Inauguration des porte-drapeaux
Mercredi 18 juin, Donald Trump a dévoilé le premier des deux porte-drapeaux pour lesquels il avait exprimé un intérêt depuis longtemps. L’inauguration a eu lieu dans les jardins de la Maison-Blanche, en dépit des tensions internationales croissantes entre Israël et l’Iran. Lors de cet événement, Ivanka Trump était présente avec son époux Jared Kushner, ainsi que leurs enfants Arabella Rose (13 ans), Joseph Frederick (11 ans) et Theodore James (9 ans). La cérémonie marquait également la nomination de Charles Kushner, beau-père de Donald Trump, comme ambassadeur de France ; ce dernier doit rejoindre Paris autour du 15 juillet.

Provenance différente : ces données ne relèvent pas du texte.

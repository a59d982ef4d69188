//! Braq_compiler: a whole-program compiler for a small statically typed,
//! bracket-delimited language targeting an ARM-like assembly listing
//!
//! # Architecture
//! - `types`: Cross-cutting type system used across all compilation phases
//! - `lexer`: Tokenization
//! - `ast`: Bracket tree (untyped)
//! - `parser`: Token stream → bracket tree
//! - `ir`: Type resolution and function registration
//! - `asm`: Target instruction model and serialization
//! - `codegen`: Expression-tree-directed code generation
//! - `driver`: Compilation orchestration

// Core compiler modules
pub mod types;
pub mod ast;
pub mod lexer;
pub mod parser;
pub mod ir;
pub mod asm;
pub mod codegen;
pub mod driver;
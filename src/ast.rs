use std::fmt;

/// A node of the bracket tree.
///
/// The program root is a `List` of exactly two lists: type declarations,
/// then function declarations. Shapes are not validated here; each phase
/// checks the pieces it consumes.
#[derive(Debug, Clone, PartialEq)]
pub enum Element {
    List(Vec<Element>),
    Word(String),
    Str(String),
    Char(char),
    Int(i32),
    Float(f32),
}

impl Element {
    pub fn as_list(&self) -> Option<&[Element]> {
        match self {
            Element::List(items) => Some(items),
            _ => None,
        }
    }

    pub fn as_word(&self) -> Option<&str> {
        match self {
            Element::Word(word) => Some(word),
            _ => None,
        }
    }

    pub fn as_int(&self) -> Option<i32> {
        match self {
            Element::Int(value) => Some(*value),
            _ => None,
        }
    }
}

fn write_escaped(f: &mut fmt::Formatter<'_>, text: &str) -> fmt::Result {
    for c in text.chars() {
        match c {
            '\\' => write!(f, "\\\\")?,
            '\'' => write!(f, "\\'")?,
            '"' => write!(f, "\\\"")?,
            '\n' => write!(f, "\\n")?,
            '\r' => write!(f, "\\r")?,
            '\t' => write!(f, "\\t")?,
            other => write!(f, "{other}")?,
        }
    }
    Ok(())
}

impl fmt::Display for Element {
    /// Renders the node back to source form. Lists are space-separated, so
    /// a parse of the output is structurally equal to the original tree.
    fn fmt(&self, f: &mut fmt::Formatter<'_>) -> fmt::Result {
        match self {
            Element::List(items) => {
                write!(f, "[")?;
                for (i, item) in items.iter().enumerate() {
                    if i > 0 {
                        write!(f, " ")?;
                    }
                    write!(f, "{item}")?;
                }
                write!(f, "]")
            }
            Element::Word(word) => write!(f, "{word}"),
            Element::Str(text) => {
                write!(f, "\"")?;
                write_escaped(f, text)?;
                write!(f, "\"")
            }
            Element::Char(c) => {
                write!(f, "'")?;
                write_escaped(f, &c.to_string())?;
                write!(f, "'")
            }
            Element::Int(value) => write!(f, "{value}"),
            Element::Float(value) => write!(f, "{value:?}"),
        }
    }
}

Il s’est vanté : « Ce sont les meilleurs mâts du pays et du monde », en observant cinq ouvriers qui hissaient le drapeau américain. Le ton léger est rapidement devenu plus controversé lorsqu’il a glissé une remarque sur les immigrants illégaux : « Y a-t-il des immigrants illégaux ? Non, je ne pense pas. » Ses paroles ont suscité quelques rires parmi les ouvriers présents.
Des travaux ambitieux
Cette inauguration s’inscrit dans un projet plus large poursuivi par Donald Trump concernant la transformation des jardins présidentiels. Au début du mois, il a lancé d’importants travaux dont le coût est estimé à plus de 100 millions d’euros, que le président affirme vouloir financer lui-même. Les deux mâts installés mesurent chacun 30 mètres et viennent répondre à ce que Trump décrit comme un « véritable manque » car aucun porte-drapeau n’était présent auparavant.
Interrogé sur l’inspiration derrière ces changements significatifs au sein des jardins, Donald Trump a expliqué : « Je l’ai depuis longtemps. J’étais à mes trousses. J’étais la proie. Et maintenant, je suis le chasseur. Il y a une grande différence ! »
Dans ce climat où chaque geste politique peut être scruté sous toutes ses coutures, cette initiative semble donc se poursuivre au rythme spécifique choisi par Donald Trump dans une Maison-Blanche en pleine transformation visuelle et symbolique.